Watch this video to learn more about how Steph’s work is helping to foster healing journeys. 

Building a Seat at the Table for Everyone

Tailor Cobb

Tailor Coble, Food Access and Community Education Coordinator for FRESHFARM Markets in Washington, DC

Born and bred in Washington, D.C., Tailor’s love and passion for food and cooking was grown from family get-togethers. As Tailor grew older, this passion grew into a commitment to making sure that everyone has the opportunity to eat food that nourishes them, from the inside out – starting at a young age. As leader of the FoodPrints program—a holistic food education program in 19 D.C. public schools—Tailor created opportunities for students in pre-K through fifth grade and their caregivers to connect with their food, learn to prepare it, and experience new foods through repeated exposure in a zero pressure environment. Through her curriculum, she has seen previously picky eaters get excited for kale and quinoa salads by the end of the school year.

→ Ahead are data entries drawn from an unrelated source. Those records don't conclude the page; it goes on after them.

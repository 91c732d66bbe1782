//! Template sections with `{{function}}` and `{{$variable}}` interpolation.

use async_trait::async_trait;
use serde_json::Value;
use turn_primitives::{Message, MessageRole};

use crate::error::{PromptError, PromptResult};
use crate::section::{PromptSection, RenderContext, RenderedSection, SectionBudget};
use crate::text::{LeafSettings, leaf_builders};

#[derive(Clone, Debug, PartialEq, Eq)]
enum TemplatePart {
    Text(String),
    Variable(String),
    Function { name: String, args: Vec<String> },
}

/// Text section whose content is interpolated from memory and functions.
///
/// `{{$conversation.topic}}` reads a memory path, `{{name}}` calls a registered
/// function and `{{name arg 'quoted arg'}}` passes arguments. Strings render
/// verbatim, other JSON values render as JSON, and missing values render empty.
#[derive(Clone, Debug, PartialEq)]
pub struct TemplateSection {
    template: String,
    parts: Vec<TemplatePart>,
    role: MessageRole,
    settings: LeafSettings,
}

impl TemplateSection {
    /// Parses `template` into a required section with an automatic budget.
    ///
    /// # Errors
    ///
    /// Returns [`PromptError::InvalidTemplate`] for an unclosed `{{`, an empty
    /// expression, or an unterminated quoted argument.
    pub fn new(template: impl Into<String>, role: MessageRole) -> PromptResult<Self> {
        let template = template.into();
        let parts = parse_template(&template)?;
        Ok(Self {
            template,
            parts,
            role,
            settings: LeafSettings::default(),
        })
    }

    /// Returns the unparsed template text.
    #[must_use]
    pub fn template(&self) -> &str {
        &self.template
    }

    /// Returns the role of the rendered message.
    #[must_use]
    pub const fn role(&self) -> MessageRole {
        self.role
    }

    /// Returns the function names the template calls, in order of appearance.
    #[must_use]
    pub fn function_refs(&self) -> Vec<&str> {
        self.parts
            .iter()
            .filter_map(|part| match part {
                TemplatePart::Function { name, .. } => Some(name.as_str()),
                _ => None,
            })
            .collect()
    }

    async fn interpolate(&self, ctx: &RenderContext<'_>) -> PromptResult<String> {
        let mut output = String::with_capacity(self.template.len());
        for part in &self.parts {
            match part {
                TemplatePart::Text(text) => output.push_str(text),
                TemplatePart::Variable(path) => {
                    output.push_str(&value_to_text(ctx.memory.get_value(path).as_ref()));
                }
                TemplatePart::Function { name, args } => {
                    let value = ctx
                        .functions
                        .invoke(name, &ctx.function_context(), args)
                        .await?;
                    output.push_str(&value_to_text(Some(&value)));
                }
            }
        }
        Ok(output)
    }
}

leaf_builders!(TemplateSection);

#[async_trait]
impl PromptSection for TemplateSection {
    fn required(&self) -> bool {
        self.settings.required
    }

    fn budget(&self) -> SectionBudget {
        self.settings.budget
    }

    async fn render_as_messages(
        &self,
        ctx: &RenderContext<'_>,
        max_tokens: usize,
    ) -> PromptResult<RenderedSection<Vec<Message>>> {
        let text = self.interpolate(ctx).await?;
        Ok(self.settings.fit_message(ctx, self.role, text, max_tokens))
    }

    async fn render_as_text(
        &self,
        ctx: &RenderContext<'_>,
        max_tokens: usize,
    ) -> PromptResult<RenderedSection<String>> {
        let text = self.interpolate(ctx).await?;
        Ok(self.settings.fit_prefixed_text(ctx, &text, max_tokens))
    }
}

/// Renders a JSON value for inclusion in prompt text.
pub(crate) fn value_to_text(value: Option<&Value>) -> String {
    match value {
        None | Some(Value::Null) => String::new(),
        Some(Value::String(text)) => text.clone(),
        Some(other) => other.to_string(),
    }
}

fn parse_template(template: &str) -> PromptResult<Vec<TemplatePart>> {
    let mut parts = Vec::new();
    let mut text = String::new();
    let mut rest = template;

    while let Some(start) = rest.find("{{") {
        text.push_str(&rest[..start]);
        let after = &rest[start + 2..];
        let end = after.find("}}").ok_or_else(|| {
            PromptError::invalid_template(format!(
                "unclosed `{{{{` at offset {}",
                template.len() - rest.len() + start
            ))
        })?;

        let expression = after[..end].trim();
        if expression.is_empty() {
            return Err(PromptError::invalid_template("empty `{{}}` expression"));
        }
        if !text.is_empty() {
            parts.push(TemplatePart::Text(std::mem::take(&mut text)));
        }
        parts.push(parse_expression(expression)?);
        rest = &after[end + 2..];
    }

    text.push_str(rest);
    if !text.is_empty() {
        parts.push(TemplatePart::Text(text));
    }
    Ok(parts)
}

fn parse_expression(expression: &str) -> PromptResult<TemplatePart> {
    if let Some(path) = expression.strip_prefix('$') {
        let path = path.trim();
        if path.is_empty() {
            return Err(PromptError::invalid_template("empty variable reference"));
        }
        return Ok(TemplatePart::Variable(path.to_owned()));
    }

    let mut tokens = split_arguments(expression)?.into_iter();
    let name = tokens
        .next()
        .ok_or_else(|| PromptError::invalid_template("missing function name"))?;
    Ok(TemplatePart::Function {
        name,
        args: tokens.collect(),
    })
}

fn split_arguments(expression: &str) -> PromptResult<Vec<String>> {
    let mut tokens = Vec::new();
    let mut current = String::new();
    let mut quote: Option<char> = None;

    for ch in expression.chars() {
        match quote {
            Some(open) if ch == open => {
                tokens.push(std::mem::take(&mut current));
                quote = None;
            }
            Some(_) => current.push(ch),
            None if matches!(ch, '\'' | '"' | '`') => {
                if !current.is_empty() {
                    tokens.push(std::mem::take(&mut current));
                }
                quote = Some(ch);
            }
            None if ch.is_whitespace() => {
                if !current.is_empty() {
                    tokens.push(std::mem::take(&mut current));
                }
            }
            None => current.push(ch),
        }
    }

    if let Some(open) = quote {
        return Err(PromptError::invalid_template(format!(
            "unterminated {open} quoted argument in `{expression}`"
        )));
    }
    if !current.is_empty() {
        tokens.push(current);
    }
    Ok(tokens)
}

#[cfg(test)]
mod tests {
    use super::*;
    use serde_json::json;
    use turn_memory::{Memory, TurnState};
    use turn_primitives::{CancellationToken, CharTokenizer};

    use crate::PromptFunctions;

    #[test]
    fn parses_variables_functions_and_arguments() {
        let parts = parse_template("Hi {{$user.name}}, {{lookup city 'New York'}}!").unwrap();
        assert_eq!(
            parts,
            vec![
                TemplatePart::Text("Hi ".to_owned()),
                TemplatePart::Variable("user.name".to_owned()),
                TemplatePart::Text(", ".to_owned()),
                TemplatePart::Function {
                    name: "lookup".to_owned(),
                    args: vec!["city".to_owned(), "New York".to_owned()],
                },
                TemplatePart::Text("!".to_owned()),
            ]
        );
    }

    #[test]
    fn rejects_malformed_templates() {
        for template in ["Hello {{name", "Hello {{ }}", "{{$}}", "{{fn 'open}}"] {
            let err = TemplateSection::new(template, MessageRole::System).expect_err(template);
            assert!(matches!(err, PromptError::InvalidTemplate { .. }), "{template}");
        }
    }

    #[tokio::test]
    async fn interpolates_memory_and_functions() {
        let state = TurnState::new();
        state.set_value("user.name", json!("Ada")).unwrap();
        state.set_value("temp.count", json!(3)).unwrap();
        let functions = PromptFunctions::new();
        functions
            .register_fn("shout", |_memory, args| Ok(json!(args.join(" ").to_uppercase())))
            .unwrap();
        let cancel = CancellationToken::new();
        let ctx = RenderContext::new(&state, &functions, &CharTokenizer, &cancel);

        let section = TemplateSection::new(
            "{{$user.name}} has {{$count}} items{{$missing}}. {{shout 'be' loud}}",
            MessageRole::System,
        )
        .unwrap();
        let rendered = section.render_as_messages(&ctx, 1_000).await.unwrap();
        assert_eq!(
            rendered.output,
            vec![Message::system("Ada has 3 items. BE LOUD")]
        );
        assert_eq!(section.function_refs(), ["shout"]);
    }

    #[tokio::test]
    async fn unknown_functions_fail_the_render() {
        let state = TurnState::new();
        let functions = PromptFunctions::new();
        let cancel = CancellationToken::new();
        let ctx = RenderContext::new(&state, &functions, &CharTokenizer, &cancel);

        let section = TemplateSection::new("{{nope}}", MessageRole::System).unwrap();
        let err = section.render_as_text(&ctx, 10).await.expect_err("unknown");
        assert!(matches!(err, PromptError::UnknownFunction { .. }));
    }
}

Building on FoodPrint’s success, Tailor adapted the program to serve early childcare providers and families, educating them about the influential role they play in shaping the palettes and eating habits of the children they care for and providing them with the resources to create the right environment for children to want to try new foods. By helping people connect with their food and overcome the limitations in securing and preparing local foods, Tailor is working to ensure that everyone has a seat at the table and no one goes hungry.

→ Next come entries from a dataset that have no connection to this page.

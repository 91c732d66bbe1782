//! Plans built from validated model replies.

use serde::{Deserialize, Serialize};
use serde_json::{Map, Value};

use crate::message::Message;

/// Invoke a registered action with decoded parameters.
#[derive(Clone, Debug, Deserialize, Serialize, PartialEq)]
pub struct DoCommand {
    /// Name of the action to run.
    pub action: String,
    /// Parameters decoded at the validator boundary.
    #[serde(default)]
    pub parameters: Map<String, Value>,
    /// Identifier of the native action call this command came from, if any.
    #[serde(default, skip_serializing_if = "Option::is_none")]
    pub action_id: Option<String>,
}

impl DoCommand {
    /// Creates a DO command.
    #[must_use]
    pub fn new(action: impl Into<String>, parameters: Map<String, Value>) -> Self {
        Self {
            action: action.into(),
            parameters,
            action_id: None,
        }
    }

    /// Records the originating action call identifier.
    #[must_use]
    pub fn with_action_id(mut self, id: impl Into<String>) -> Self {
        self.action_id = Some(id.into());
        self
    }
}

/// Emit a message to the user.
#[derive(Clone, Debug, Deserialize, Serialize, PartialEq)]
pub struct SayCommand {
    /// Message handed to the output channel.
    pub response: Message,
}

/// One step of a [`Plan`].
#[derive(Clone, Debug, Deserialize, Serialize, PartialEq)]
#[serde(tag = "type")]
pub enum Command {
    /// Invoke an action.
    #[serde(rename = "DO")]
    Do(DoCommand),
    /// Say something.
    #[serde(rename = "SAY")]
    Say(SayCommand),
}

impl Command {
    /// Returns the dispatch label of the command: the action name for DO, `SAY` otherwise.
    #[must_use]
    pub fn label(&self) -> &str {
        match self {
            Self::Do(command) => &command.action,
            Self::Say(_) => "SAY",
        }
    }
}

impl From<DoCommand> for Command {
    fn from(value: DoCommand) -> Self {
        Self::Do(value)
    }
}

impl From<SayCommand> for Command {
    fn from(value: SayCommand) -> Self {
        Self::Say(value)
    }
}

#[derive(Clone, Copy, Debug, Default, Deserialize, Serialize, PartialEq, Eq)]
enum PlanTag {
    #[default]
    #[serde(rename = "plan")]
    Plan,
}

/// Ordered, immutable list of commands extracted from one model reply.
#[derive(Clone, Debug, Default, Deserialize, Serialize, PartialEq)]
pub struct Plan {
    #[serde(rename = "type", default)]
    tag: PlanTag,
    commands: Vec<Command>,
}

impl Plan {
    /// Creates a plan preserving the supplied command order.
    #[must_use]
    pub fn new(commands: Vec<Command>) -> Self {
        Self {
            tag: PlanTag::Plan,
            commands,
        }
    }

    /// Creates a plan with a single SAY command.
    #[must_use]
    pub fn say(message: Message) -> Self {
        Self::new(vec![Command::Say(SayCommand { response: message })])
    }

    /// Returns the commands in execution order.
    #[must_use]
    pub fn commands(&self) -> &[Command] {
        &self.commands
    }

    /// Returns the number of commands.
    #[must_use]
    pub fn len(&self) -> usize {
        self.commands.len()
    }

    /// Returns `true` when the plan has nothing to execute.
    #[must_use]
    pub fn is_empty(&self) -> bool {
        self.commands.is_empty()
    }
}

Read more about Tailor’s work.

Making an Impact From Seed to Plate

Tevin Gray

Tevin Gray, Owner of Keepers of the Garden in Corpus Christi, Texas

No matter our origins, we all have a shared history with the land. Tevin Gray wants to reawaken that shared history and protect ancient wisdom by passing it on to younger generations. At Keepers of the Garden, students from first to eighth grade are given a unique, hands-on opportunity to learn about the food system from seed to plate. Starting in the garden, students learn to grow, harvest, preserve, prepare, and sell their own food at local farmers’ markets and to local businesses. By having a stake in the life cycle of their food, Tevin finds his students develop a greater understanding and appreciation for what a food system is and how they can help create a healthier, more sustainable food system for their community. When COVID-19 forced Tevin to cancel in-person lessons, students’ own gardens helped keep them grounded, offering them something tangible and real when their world was dominated by virtual interactions. When school reopened, students came to class with pictures of what they grew at home. While Tevin knows not every student will keep gardening, he also believes that by helping kids reconnect with their food, every student who comes through Keepers of the Garden will be empowered with the option to take control and rewrite their relationship with food and the food system.

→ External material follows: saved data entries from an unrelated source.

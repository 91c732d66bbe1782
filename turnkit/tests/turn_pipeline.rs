use std::path::{Path, PathBuf};
use std::sync::Arc;

use anyhow::Result;
use serde_json::json;
use turnkit::actions::{
    ActionRegistry, CollectingChannel, ExecutionStatus, PlanExecutor, STOP_COMMAND,
};
use turnkit::config::RuntimeConfig;
use turnkit::kernel::{TurnKernel, prompt_options};
use turnkit::memory::{Memory, TurnState};
use turnkit::models::{PromptCompletionModel, ScriptedModel};
use turnkit::primitives::{ActionDefinition, CancellationToken, Message, MessageRole};
use turnkit::prompts::{
    AugmentationType, Prompt, PromptManager, PromptTemplate, PromptTemplateConfig, TextSection,
    UserMessage,
};

fn scratch_dir(label: &str) -> PathBuf {
    let dir = std::env::temp_dir().join(format!("turnkit-{label}-{}", std::process::id()));
    let _ = std::fs::remove_dir_all(&dir);
    dir
}

async fn write_prompt_folder(root: &Path) -> Result<()> {
    let home = root.join("home");
    tokio::fs::create_dir_all(&home).await?;
    tokio::fs::write(
        home.join("config.json"),
        json!({
            "schema": 1.1,
            "description": "Home assistant",
            "completion": {"max_input_tokens": 4000},
            "augmentation": {"augmentation_type": "sequence"}
        })
        .to_string(),
    )
    .await?;
    tokio::fs::write(
        home.join("skprompt.txt"),
        "You are the home assistant for {{$user.name}}.",
    )
    .await?;
    tokio::fs::write(
        home.join("actions.json"),
        json!([{
            "name": "lights_on",
            "description": "Turns on the lights in a room",
            "parameters": {
                "type": "object",
                "properties": {"room": {"type": "string"}},
                "required": ["room"]
            }
        }])
        .to_string(),
    )
    .await?;
    Ok(())
}

fn registry() -> Result<Arc<ActionRegistry<(), TurnState>>> {
    let registry = ActionRegistry::new();
    registry.register_fn("lights_on", |_ctx, state: Arc<TurnState>, parameters, action| async move {
        state
            .set_value("conversation.lit_room", parameters["room"].clone())
            .map_err(|err| turnkit::actions::ActionError::handler(action, err.to_string()))?;
        Ok("ok".to_owned())
    })?;
    registry.register_fn("lights_off", |_ctx, _state, _parameters, _action| async move {
        Ok(STOP_COMMAND.to_owned())
    })?;
    Ok(Arc::new(registry))
}

#[tokio::test]
async fn sequence_turn_repairs_and_dispatches() -> Result<()> {
    let root = scratch_dir("sequence");
    write_prompt_folder(&root).await?;
    let config = RuntimeConfig::from_yaml_str(&format!(
        "prompts_folder: {}\nclient:\n  max_repair_attempts: 2\n",
        root.display()
    ))?;
    let _ = turnkit::telemetry::init(&config.logging);

    let prompts = Arc::new(PromptManager::with_options(prompt_options(&config)));
    let model = Arc::new(ScriptedModel::from_replies([
        r#"{"type":"plan","commands":[{"type":"DO","action":"explode"}]}"#,
        r#"{"type":"plan","commands":[{"type":"DO","action":"lights_on","parameters":{"room":"den"}},{"type":"SAY","response":"The den is lit."}]}"#,
    ]));
    let completion: Arc<dyn PromptCompletionModel> = model.clone();
    let channel = CollectingChannel::new();
    let executor = PlanExecutor::new(registry()?).with_output(channel.clone());
    let kernel = TurnKernel::from_config(&config, completion, prompts, "home", executor);

    let state = Arc::new(TurnState::new());
    state.set_value("user.name", json!("Ada"))?;
    state.set_value("temp.input", json!("light the den"))?;

    let outcome = kernel
        .run(Arc::new(()), Arc::clone(&state), &CancellationToken::new())
        .await?;

    let execution = outcome.execution().expect("plan dispatched");
    assert_eq!(execution.status(), ExecutionStatus::Completed);
    assert_eq!(execution.steps(), 2);
    assert_eq!(state.get_value("conversation.lit_room"), Some(json!("den")));
    assert_eq!(
        channel
            .drain()
            .iter()
            .map(Message::text)
            .collect::<Vec<_>>(),
        vec!["The den is lit.".to_owned()]
    );

    let prompts = model.prompts();
    assert_eq!(prompts.len(), 2);
    assert_eq!(prompts[0][0].text(), "You are the home assistant for Ada.");
    let feedback = prompts[1].last().expect("repair feedback");
    assert_eq!(feedback.role(), MessageRole::User);
    assert!(feedback.text().contains("Unknown action named \"explode\""));

    let history: Vec<Message> = serde_json::from_value(
        state
            .get_value("conversation.history")
            .expect("history written"),
    )?;
    assert_eq!(history.len(), 2);
    assert_eq!(history[0], Message::user("light the den"));
    assert!(history[1].text().contains("lights_on"));
    assert!(!state.has_value("conversation.history-repair"));

    let _ = std::fs::remove_dir_all(&root);
    Ok(())
}

#[tokio::test]
async fn monologue_turn_stops_on_request() -> Result<()> {
    let prompts = PromptManager::new();
    let mut template_config = PromptTemplateConfig::default();
    template_config.augmentation.augmentation_type = AugmentationType::Monologue;
    prompts.add_prompt(
        PromptTemplate::new(
            "chat",
            Prompt::new(vec![
                Arc::new(TextSection::new("You run the house.", MessageRole::System)),
                Arc::new(UserMessage::new("{{$temp.input}}")?),
            ]),
        )
        .with_config(template_config)
        .with_actions(vec![ActionDefinition::new("lights_off")?]),
    )?;

    let model: Arc<dyn PromptCompletionModel> = Arc::new(ScriptedModel::from_replies([
        r#"{"thoughts":{"thought":"dark","reasoning":"asked","plan":"switch off"},"action":{"name":"lights_off"}}"#,
    ]));
    let channel = CollectingChannel::new();
    let executor = PlanExecutor::new(registry()?).with_output(channel.clone());
    let kernel = TurnKernel::from_config(
        &RuntimeConfig::default(),
        model,
        Arc::new(prompts),
        "chat",
        executor,
    );

    let state = Arc::new(TurnState::new());
    state.set_value("temp.input", json!("lights off please"))?;
    let outcome = kernel
        .run(Arc::new(()), state, &CancellationToken::new())
        .await?;

    assert!(outcome.response().is_success());
    let execution = outcome.execution().expect("plan dispatched");
    assert_eq!(execution.status(), ExecutionStatus::Stopped);
    assert_eq!(execution.outputs()[0].action, "lights_off");
    assert!(channel.drain().is_empty());
    Ok(())
}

Read more about the program Tevin leads.

Creating Sustainable Solutions to End Health Disparities

Yasmine Anderson

Yasmine Anderson, CEO of Black Women in Charge, Inc. in Indianapolis, Indiana

How do you create lasting and impactful lifestyle changes that empower people to live healthier lives? Yasmine and her team at Black Women in Charge, Inc. (BWC) know that the community already has the answers. Autonomy is at the core of BWC’s mission. Guided by community voice, BWC provides the support, education, and resources necessary for everyone to make full, informed decisions about their diet and lifestyle. Yasmine has found that empowering people with resources and options leads to more community buy-in and sustainable change. After listening to what the community needed, BWC partnered with the USDA to launch a Grocery Prescription Program for people living in food insecure areas. Participants are given vouchers biweekly that can be spent at locally owned grocery stores and farmers’ markets, helping to support the local economy, too. Yasmine and BWC also challenge people in positions of privilege to confront their privilege by showing them data on the cost of feeding a family. When presented with real data about the impact they could make for a family experiencing food insecurity, they found many people are happy to reallocate some of their resources to others.